The Brownies look at Raziel in rodent form, and one says to the other, “That is Raziel? … I expected something more grand, less … fuzzy.” This rodent doesn’t look like a sorcerer to them, and they are thus disinclined to believe that she’s anything special. But actually this rodent (muskrat?) is Raziel, and her sorcery is almost enough to beat Bavmorda on her own. She also helps Willow become the sorcerer he was meant to be, and together they save the day. Even in human form, Raziel isn’t particularly grand; she’s just an ordinary old woman. But she manages to kick Bavmorda’s butt.

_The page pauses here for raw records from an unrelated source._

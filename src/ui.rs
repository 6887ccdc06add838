use macroquad::{
    color::{Color, WHITE},
    shapes::{draw_circle, draw_rectangle},
    text::draw_text,
    window::clear_background,
};

use crate::{
    cards::Player,
    game::{packs::Pack, particles::Particles, App},
    layout,
};

const BACKGROUND: (u8, u8, u8) = (30, 30, 30);
const FONT_SIZE: f32 = 30.0;

fn colour((r, g, b): (u8, u8, u8)) -> Color {
    Color::from_rgba(r, g, b, 255)
}

/// Draw text with its top-left corner at (x, y). Macroquad positions text by
/// baseline.
fn text(s: &str, x: f32, y: f32, colour: Color) {
    draw_text(s, x, y + FONT_SIZE * 0.75, FONT_SIZE, colour);
}

fn draw_coins(coins: u64) {
    let (x, y) = layout::COINS_POS;
    text(&format!("Coins: {coins}"), x, y, WHITE);
}

fn collection_label(players: &[Player]) -> String {
    match players.last() {
        Some(last) => format!("Collection: {} (last: {})", players.len(), last.name()),
        None => "Collection: 0".to_string(),
    }
}

fn draw_collection(players: &[Player]) {
    let (x, y) = layout::COLLECTION_POS;
    text(&collection_label(players), x, y, WHITE);
}

fn draw_packs(packs: &[Pack]) {
    for (i, pack) in packs.iter().enumerate() {
        text(
            &format!("{} - {} coins", pack.name, pack.cost),
            layout::PACK_LIST_LEFT,
            layout::pack_row_top(i),
            WHITE,
        );
    }
}

fn draw_particles(particles: &Particles) {
    for p in particles.iter() {
        draw_circle(p.x, p.y, p.radius, colour(p.colour));
    }
}

fn draw_card(player: &Player) {
    let rarity_colour = colour(player.rarity.colour());
    let (x, y, w, h) = layout::CARD_RECT;
    draw_rectangle(x, y, w, h, rarity_colour);

    text(player.name(), layout::CARD_TEXT_LEFT, layout::CARD_NAME_TOP, WHITE);
    text(
        &format!("OVR: {}", player.overall()),
        layout::CARD_TEXT_LEFT,
        layout::CARD_OVERALL_TOP,
        WHITE,
    );
    text(
        &format!("Rarity: {}", player.rarity),
        layout::CARD_TEXT_LEFT,
        layout::CARD_RARITY_TOP,
        rarity_colour,
    );
}

#[derive(Clone, Copy, Debug, PartialEq)]
enum Layer {
    Hud,
    Packs,
    Card,
    Particles,
}

/// Back to front. Bursts start over the card, so they go on top of it.
const LAYERS: [Layer; 4] = [Layer::Hud, Layer::Packs, Layer::Card, Layer::Particles];

/// Draw one frame of the game.
pub fn draw(app: &App) {
    clear_background(colour(BACKGROUND));
    for layer in LAYERS {
        match layer {
            Layer::Hud => {
                draw_coins(app.save().coins());
                draw_collection(app.save().inventory());
            }
            Layer::Packs => draw_packs(app.packs()),
            Layer::Card => {
                if let Some(player) = app.pulled() {
                    draw_card(player);
                }
            }
            Layer::Particles => draw_particles(app.particles()),
        }
    }
}

#[cfg(test)]
mod test {
    use crate::{
        cards::{Player, Rarity},
        layout,
    };

    use super::{collection_label, Layer, LAYERS};

    fn depth(layer: Layer) -> usize {
        LAYERS.iter().position(|l| *l == layer).unwrap()
    }

    #[test]
    fn test_burst_drawn_over_card() {
        let (bx, by) = layout::BURST_ORIGIN;
        let (x, y, w, h) = layout::CARD_RECT;
        assert!(bx > x && bx < x + w && by > y && by < y + h);

        assert!(depth(Layer::Particles) > depth(Layer::Card));
        assert_eq!(LAYERS.last(), Some(&Layer::Particles));
    }

    #[test]
    fn test_collection_label() {
        assert_eq!(collection_label(&[]), "Collection: 0");

        let players = vec![
            Player::sample(Rarity::Common),
            Player::new("Luka Doncic".to_string(), 96, Rarity::Legendary),
        ];
        assert_eq!(
            collection_label(&players),
            "Collection: 2 (last: Luka Doncic)"
        );
    }
}
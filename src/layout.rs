//! Fixed screen geometry shared by drawing and click handling.

pub const WINDOW_WIDTH: i32 = 900;
pub const WINDOW_HEIGHT: i32 = 600;

/// Particle bursts start from the middle of the window.
pub const BURST_ORIGIN: (f32, f32) = (WINDOW_WIDTH as f32 / 2.0, WINDOW_HEIGHT as f32 / 2.0);

pub const COINS_POS: (f32, f32) = (20.0, 20.0);
pub const COLLECTION_POS: (f32, f32) = (300.0, 20.0);

pub const PACK_LIST_LEFT: f32 = 50.0;
pub const PACK_LIST_TOP: f32 = 100.0;
pub const PACK_ROW_HEIGHT: f32 = 50.0;

/// Pulled card as (x, y, width, height).
pub const CARD_RECT: (f32, f32, f32, f32) = (300.0, 120.0, 300.0, 360.0);
pub const CARD_TEXT_LEFT: f32 = 330.0;
pub const CARD_NAME_TOP: f32 = 150.0;
pub const CARD_OVERALL_TOP: f32 = 200.0;
pub const CARD_RARITY_TOP: f32 = 250.0;

pub fn pack_row_top(index: usize) -> f32 {
    PACK_LIST_TOP + index as f32 * PACK_ROW_HEIGHT
}

/// Index of the pack row under screen height `y`, if any.
pub fn pack_at(y: f32, pack_count: usize) -> Option<usize> {
    if y < PACK_LIST_TOP {
        return None;
    }

    let index = ((y - PACK_LIST_TOP) / PACK_ROW_HEIGHT) as usize;
    if index < pack_count {
        Some(index)
    } else {
        None
    }
}

#[cfg(test)]
mod test {
    use super::{pack_at, pack_row_top};

    #[test]
    fn test_pack_at_rows() {
        assert_eq!(pack_at(100.0, 5), Some(0));
        assert_eq!(pack_at(149.9, 5), Some(0));
        assert_eq!(pack_at(150.0, 5), Some(1));
        assert_eq!(pack_at(275.0, 5), Some(3));
        assert_eq!(pack_at(349.0, 5), Some(4));
    }

    #[test]
    fn test_pack_at_outside() {
        assert_eq!(pack_at(0.0, 5), None);
        assert_eq!(pack_at(99.9, 5), None);
        assert_eq!(pack_at(-20.0, 5), None);
        assert_eq!(pack_at(350.0, 5), None);
        assert_eq!(pack_at(590.0, 5), None);
        assert_eq!(pack_at(120.0, 0), None);
    }

    #[test]
    fn test_rows_round_trip() {
        for index in 0..5 {
            assert_eq!(pack_at(pack_row_top(index), 5), Some(index));
            assert_eq!(pack_at(pack_row_top(index) + 49.0, 5), Some(index));
        }
    }
}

The world is full of expectations of grandeur. We’re surrounded more every day by glamourous people doing glamourous things, spending a lot of money to live a glamourous life. We’re surrounded by stylized stories of heroism, super-heroism, and scripted human interaction. We expect the real world to mirror what we have come to believe about it – from notions about what our money can buy to our complete and utter intolerance of our partners’ non-scriptedness. And while it becomes painfully clear to most of us as we embark on our adulthoods that our dollars will not stretch nearly as far as we had led ourselves to believe, we are able, disastrously, to continue to expect something more grand from the people around us. We have placed our scripts on every facet of human interaction, and we get very upset when the other person does not read from that script. Especially in romantic relationships, we create our image of what the “perfect” partner will say, do, be like … and we feel personally betrayed if that person doesn’t match up exactly.

But love – between partners, between siblings, between friends, between parents and children – is never grand. It is always … fuzzy. And, if we believe in it and follow it, it can kick Bavmorda’s butt.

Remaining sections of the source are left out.